* _Your goal_
Repeat exactly, and only, the lines below starting at the line that contains "filename crates/admin-export-core/src/store.rs" and ending at the line that contains "#[serde(transparent)]", inclusive of both.

* _Exercise inputs_
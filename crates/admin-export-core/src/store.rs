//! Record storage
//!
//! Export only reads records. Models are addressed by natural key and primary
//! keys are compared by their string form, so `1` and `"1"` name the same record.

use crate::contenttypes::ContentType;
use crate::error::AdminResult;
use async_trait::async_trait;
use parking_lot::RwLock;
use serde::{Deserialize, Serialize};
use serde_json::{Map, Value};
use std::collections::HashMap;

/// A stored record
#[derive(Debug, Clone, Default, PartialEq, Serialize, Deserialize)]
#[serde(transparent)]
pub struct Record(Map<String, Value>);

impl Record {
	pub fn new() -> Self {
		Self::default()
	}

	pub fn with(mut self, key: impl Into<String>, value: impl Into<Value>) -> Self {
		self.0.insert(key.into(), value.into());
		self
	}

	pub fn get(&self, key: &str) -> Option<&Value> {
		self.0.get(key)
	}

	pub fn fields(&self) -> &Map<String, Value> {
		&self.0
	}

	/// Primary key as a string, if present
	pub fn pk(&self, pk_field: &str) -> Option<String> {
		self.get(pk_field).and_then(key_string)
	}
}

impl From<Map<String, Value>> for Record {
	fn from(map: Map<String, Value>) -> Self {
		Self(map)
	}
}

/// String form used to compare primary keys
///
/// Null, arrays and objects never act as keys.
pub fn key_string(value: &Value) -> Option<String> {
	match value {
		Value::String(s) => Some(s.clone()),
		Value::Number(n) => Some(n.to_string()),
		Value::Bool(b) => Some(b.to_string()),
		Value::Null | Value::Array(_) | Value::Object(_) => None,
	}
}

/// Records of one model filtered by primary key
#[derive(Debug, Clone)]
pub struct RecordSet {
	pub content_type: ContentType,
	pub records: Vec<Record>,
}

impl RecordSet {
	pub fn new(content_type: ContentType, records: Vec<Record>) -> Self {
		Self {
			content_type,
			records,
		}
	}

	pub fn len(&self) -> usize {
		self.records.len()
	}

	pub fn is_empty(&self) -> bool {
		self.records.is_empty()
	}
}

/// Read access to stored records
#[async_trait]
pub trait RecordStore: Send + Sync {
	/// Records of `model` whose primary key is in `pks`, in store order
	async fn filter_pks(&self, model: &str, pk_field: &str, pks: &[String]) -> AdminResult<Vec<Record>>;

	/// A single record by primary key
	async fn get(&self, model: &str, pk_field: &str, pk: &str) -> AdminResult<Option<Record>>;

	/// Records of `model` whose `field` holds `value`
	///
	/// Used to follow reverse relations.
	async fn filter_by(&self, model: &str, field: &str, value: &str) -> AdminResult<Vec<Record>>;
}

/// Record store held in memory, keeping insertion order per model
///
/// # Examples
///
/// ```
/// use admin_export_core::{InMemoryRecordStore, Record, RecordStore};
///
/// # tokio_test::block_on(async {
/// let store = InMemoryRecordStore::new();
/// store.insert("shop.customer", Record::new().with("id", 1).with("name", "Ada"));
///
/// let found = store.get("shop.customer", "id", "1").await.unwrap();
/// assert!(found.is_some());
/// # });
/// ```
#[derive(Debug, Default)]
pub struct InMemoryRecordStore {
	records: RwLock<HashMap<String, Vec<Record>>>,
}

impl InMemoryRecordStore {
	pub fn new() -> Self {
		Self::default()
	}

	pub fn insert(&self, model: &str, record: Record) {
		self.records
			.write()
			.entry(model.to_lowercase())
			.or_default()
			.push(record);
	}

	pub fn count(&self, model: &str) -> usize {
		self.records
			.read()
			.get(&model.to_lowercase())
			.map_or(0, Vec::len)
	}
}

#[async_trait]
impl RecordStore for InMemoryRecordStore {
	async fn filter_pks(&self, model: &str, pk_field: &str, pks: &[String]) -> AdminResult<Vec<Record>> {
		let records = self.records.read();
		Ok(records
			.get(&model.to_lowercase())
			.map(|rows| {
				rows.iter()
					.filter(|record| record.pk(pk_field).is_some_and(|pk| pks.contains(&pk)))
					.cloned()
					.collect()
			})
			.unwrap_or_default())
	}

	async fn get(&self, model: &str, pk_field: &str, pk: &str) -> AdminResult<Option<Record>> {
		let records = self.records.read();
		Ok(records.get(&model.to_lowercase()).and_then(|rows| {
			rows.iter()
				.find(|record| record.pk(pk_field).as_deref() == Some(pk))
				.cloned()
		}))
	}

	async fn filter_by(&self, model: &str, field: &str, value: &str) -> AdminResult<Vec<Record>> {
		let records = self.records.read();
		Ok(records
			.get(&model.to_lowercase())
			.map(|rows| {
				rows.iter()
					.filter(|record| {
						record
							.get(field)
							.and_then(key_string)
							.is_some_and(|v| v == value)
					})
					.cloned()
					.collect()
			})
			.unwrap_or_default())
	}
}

...

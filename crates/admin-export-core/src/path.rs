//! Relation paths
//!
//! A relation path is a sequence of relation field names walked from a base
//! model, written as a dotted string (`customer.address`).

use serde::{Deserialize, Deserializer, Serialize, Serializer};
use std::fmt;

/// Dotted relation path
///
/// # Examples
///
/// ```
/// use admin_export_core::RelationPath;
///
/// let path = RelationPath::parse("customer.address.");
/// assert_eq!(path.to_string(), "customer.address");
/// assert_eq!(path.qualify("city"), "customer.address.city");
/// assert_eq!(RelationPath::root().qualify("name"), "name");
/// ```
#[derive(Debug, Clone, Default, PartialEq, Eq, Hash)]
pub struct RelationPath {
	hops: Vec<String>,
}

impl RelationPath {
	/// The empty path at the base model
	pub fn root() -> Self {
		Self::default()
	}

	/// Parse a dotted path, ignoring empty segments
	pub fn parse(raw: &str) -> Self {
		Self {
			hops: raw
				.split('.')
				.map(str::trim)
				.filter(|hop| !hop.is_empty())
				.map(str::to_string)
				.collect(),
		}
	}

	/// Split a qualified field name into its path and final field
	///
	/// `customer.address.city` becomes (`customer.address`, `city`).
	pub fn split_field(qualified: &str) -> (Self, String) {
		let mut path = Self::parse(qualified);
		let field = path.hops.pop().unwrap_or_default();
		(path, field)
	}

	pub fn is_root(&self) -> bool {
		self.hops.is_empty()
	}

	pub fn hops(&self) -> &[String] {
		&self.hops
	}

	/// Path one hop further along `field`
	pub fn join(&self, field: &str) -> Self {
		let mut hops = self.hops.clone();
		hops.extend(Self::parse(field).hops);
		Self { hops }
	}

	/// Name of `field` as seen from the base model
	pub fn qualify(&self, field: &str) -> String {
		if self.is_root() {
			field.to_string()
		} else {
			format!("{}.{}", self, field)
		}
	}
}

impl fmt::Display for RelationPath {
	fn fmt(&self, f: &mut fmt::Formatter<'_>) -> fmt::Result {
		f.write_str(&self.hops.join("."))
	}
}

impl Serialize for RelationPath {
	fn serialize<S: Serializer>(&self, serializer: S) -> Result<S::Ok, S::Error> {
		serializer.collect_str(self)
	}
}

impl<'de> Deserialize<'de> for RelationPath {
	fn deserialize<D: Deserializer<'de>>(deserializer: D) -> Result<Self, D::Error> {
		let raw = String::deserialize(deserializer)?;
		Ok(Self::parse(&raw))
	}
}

---

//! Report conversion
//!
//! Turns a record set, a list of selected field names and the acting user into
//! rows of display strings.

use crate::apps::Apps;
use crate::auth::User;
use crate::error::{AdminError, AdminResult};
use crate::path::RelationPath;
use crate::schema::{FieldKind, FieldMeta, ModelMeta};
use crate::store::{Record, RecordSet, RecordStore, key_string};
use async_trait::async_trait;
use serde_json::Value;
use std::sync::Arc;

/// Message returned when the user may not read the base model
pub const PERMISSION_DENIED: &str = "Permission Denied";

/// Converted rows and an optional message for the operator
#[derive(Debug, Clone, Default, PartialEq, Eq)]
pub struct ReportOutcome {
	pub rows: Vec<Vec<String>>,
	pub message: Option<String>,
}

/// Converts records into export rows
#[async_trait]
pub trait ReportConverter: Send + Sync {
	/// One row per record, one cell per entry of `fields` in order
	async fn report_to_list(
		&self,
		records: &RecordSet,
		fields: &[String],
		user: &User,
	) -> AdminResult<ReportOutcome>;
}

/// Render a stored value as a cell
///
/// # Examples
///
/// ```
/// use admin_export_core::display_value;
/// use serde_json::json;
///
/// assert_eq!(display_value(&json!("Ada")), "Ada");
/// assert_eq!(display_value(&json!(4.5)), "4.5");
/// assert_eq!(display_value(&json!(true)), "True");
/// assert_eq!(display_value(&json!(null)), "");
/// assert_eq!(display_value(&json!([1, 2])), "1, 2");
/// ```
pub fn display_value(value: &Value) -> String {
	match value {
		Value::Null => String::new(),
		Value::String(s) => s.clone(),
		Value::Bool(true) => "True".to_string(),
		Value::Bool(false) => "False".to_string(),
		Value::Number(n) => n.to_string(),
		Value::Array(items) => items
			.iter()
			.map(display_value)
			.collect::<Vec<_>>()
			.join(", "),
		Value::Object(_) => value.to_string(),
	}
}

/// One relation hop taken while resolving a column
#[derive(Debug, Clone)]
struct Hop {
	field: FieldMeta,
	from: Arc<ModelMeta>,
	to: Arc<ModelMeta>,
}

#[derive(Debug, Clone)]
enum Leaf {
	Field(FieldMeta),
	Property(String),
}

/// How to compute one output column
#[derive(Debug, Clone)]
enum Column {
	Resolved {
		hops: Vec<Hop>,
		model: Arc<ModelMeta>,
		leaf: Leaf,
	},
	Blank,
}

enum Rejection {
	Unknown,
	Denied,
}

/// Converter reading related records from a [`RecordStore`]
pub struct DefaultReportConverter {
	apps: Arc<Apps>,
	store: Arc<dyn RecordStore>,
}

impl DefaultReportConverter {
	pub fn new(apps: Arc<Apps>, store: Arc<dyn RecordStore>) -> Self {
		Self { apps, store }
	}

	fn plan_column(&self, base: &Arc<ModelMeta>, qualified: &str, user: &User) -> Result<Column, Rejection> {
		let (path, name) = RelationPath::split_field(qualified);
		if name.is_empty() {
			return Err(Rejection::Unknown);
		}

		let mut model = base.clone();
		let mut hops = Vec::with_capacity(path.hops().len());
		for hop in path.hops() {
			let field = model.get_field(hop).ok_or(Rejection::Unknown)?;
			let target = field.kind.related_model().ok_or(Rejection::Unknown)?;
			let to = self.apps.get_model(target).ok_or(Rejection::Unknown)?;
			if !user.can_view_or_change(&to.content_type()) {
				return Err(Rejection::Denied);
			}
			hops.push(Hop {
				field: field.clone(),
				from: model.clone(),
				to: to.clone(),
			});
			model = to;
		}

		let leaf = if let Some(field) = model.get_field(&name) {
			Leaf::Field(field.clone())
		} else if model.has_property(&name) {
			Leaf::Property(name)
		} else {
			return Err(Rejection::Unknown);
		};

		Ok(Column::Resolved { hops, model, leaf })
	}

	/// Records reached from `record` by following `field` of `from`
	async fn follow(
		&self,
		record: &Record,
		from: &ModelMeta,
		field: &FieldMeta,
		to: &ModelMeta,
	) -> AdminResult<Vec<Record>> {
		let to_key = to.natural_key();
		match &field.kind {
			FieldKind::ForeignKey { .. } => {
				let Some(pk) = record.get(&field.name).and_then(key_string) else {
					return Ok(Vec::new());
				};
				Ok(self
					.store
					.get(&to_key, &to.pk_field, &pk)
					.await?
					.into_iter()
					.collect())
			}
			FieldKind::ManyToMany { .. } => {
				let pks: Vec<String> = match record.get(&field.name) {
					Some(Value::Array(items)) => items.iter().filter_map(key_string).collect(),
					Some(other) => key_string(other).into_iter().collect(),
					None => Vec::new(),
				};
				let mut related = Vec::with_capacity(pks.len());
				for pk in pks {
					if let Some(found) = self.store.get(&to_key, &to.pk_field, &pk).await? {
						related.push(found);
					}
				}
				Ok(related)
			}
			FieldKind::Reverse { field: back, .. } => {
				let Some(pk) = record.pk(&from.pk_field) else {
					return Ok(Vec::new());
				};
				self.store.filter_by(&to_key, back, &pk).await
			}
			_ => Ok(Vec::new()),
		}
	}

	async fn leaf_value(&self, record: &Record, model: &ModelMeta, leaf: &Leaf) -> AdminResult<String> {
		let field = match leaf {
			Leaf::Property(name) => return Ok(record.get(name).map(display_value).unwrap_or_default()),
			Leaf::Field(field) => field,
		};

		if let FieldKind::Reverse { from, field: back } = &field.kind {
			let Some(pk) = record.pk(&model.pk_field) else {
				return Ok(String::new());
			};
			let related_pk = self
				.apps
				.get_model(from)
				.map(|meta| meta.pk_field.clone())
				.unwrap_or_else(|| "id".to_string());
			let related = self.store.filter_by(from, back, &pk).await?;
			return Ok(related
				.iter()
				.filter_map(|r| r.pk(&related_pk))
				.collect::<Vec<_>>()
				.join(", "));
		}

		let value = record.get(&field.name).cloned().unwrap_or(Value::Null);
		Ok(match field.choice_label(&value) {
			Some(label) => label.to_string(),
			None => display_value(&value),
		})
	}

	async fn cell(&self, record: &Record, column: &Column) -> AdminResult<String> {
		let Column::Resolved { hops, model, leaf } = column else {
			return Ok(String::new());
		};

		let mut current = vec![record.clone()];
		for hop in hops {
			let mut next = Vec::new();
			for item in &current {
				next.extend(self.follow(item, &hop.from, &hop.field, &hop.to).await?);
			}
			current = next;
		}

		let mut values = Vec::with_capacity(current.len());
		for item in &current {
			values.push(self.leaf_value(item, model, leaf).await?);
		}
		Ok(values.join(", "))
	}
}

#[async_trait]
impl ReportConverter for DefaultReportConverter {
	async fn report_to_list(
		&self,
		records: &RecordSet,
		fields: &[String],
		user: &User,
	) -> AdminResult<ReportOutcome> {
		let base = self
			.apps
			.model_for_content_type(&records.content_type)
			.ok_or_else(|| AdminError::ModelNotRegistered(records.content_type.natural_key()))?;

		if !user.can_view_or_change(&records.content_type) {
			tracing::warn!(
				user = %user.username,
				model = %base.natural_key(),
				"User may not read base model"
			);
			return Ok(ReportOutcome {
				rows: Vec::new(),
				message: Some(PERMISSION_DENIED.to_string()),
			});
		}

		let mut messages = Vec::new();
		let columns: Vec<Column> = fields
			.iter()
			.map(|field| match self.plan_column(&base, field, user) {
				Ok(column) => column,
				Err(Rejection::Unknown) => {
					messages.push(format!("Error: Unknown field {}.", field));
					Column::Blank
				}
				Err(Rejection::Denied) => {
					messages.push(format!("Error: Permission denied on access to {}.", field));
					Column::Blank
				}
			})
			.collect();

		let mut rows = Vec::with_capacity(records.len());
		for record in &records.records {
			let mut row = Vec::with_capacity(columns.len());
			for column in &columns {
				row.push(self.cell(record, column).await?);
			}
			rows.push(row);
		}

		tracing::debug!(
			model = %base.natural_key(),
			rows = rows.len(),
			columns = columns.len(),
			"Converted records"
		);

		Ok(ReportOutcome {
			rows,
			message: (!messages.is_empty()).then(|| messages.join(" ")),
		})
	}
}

* _Exercise response_
filename crates/admin-export-core/src/store.rs
//! Record storage
//!
//! Export only reads records. Models are addressed by natural key and primary
//! keys are compared by their string form, so `1` and `"1"` name the same record.

use crate::contenttypes::ContentType;
use crate::error::AdminResult;
use async_trait::async_trait;
use parking_lot::RwLock;
use serde::{Deserialize, Serialize};
use serde_json::{Map, Value};
use std::collections::HashMap;

/// A stored record
#[derive(Debug, Clone, Default, PartialEq, Serialize, Deserialize)]
#[serde(transparent)]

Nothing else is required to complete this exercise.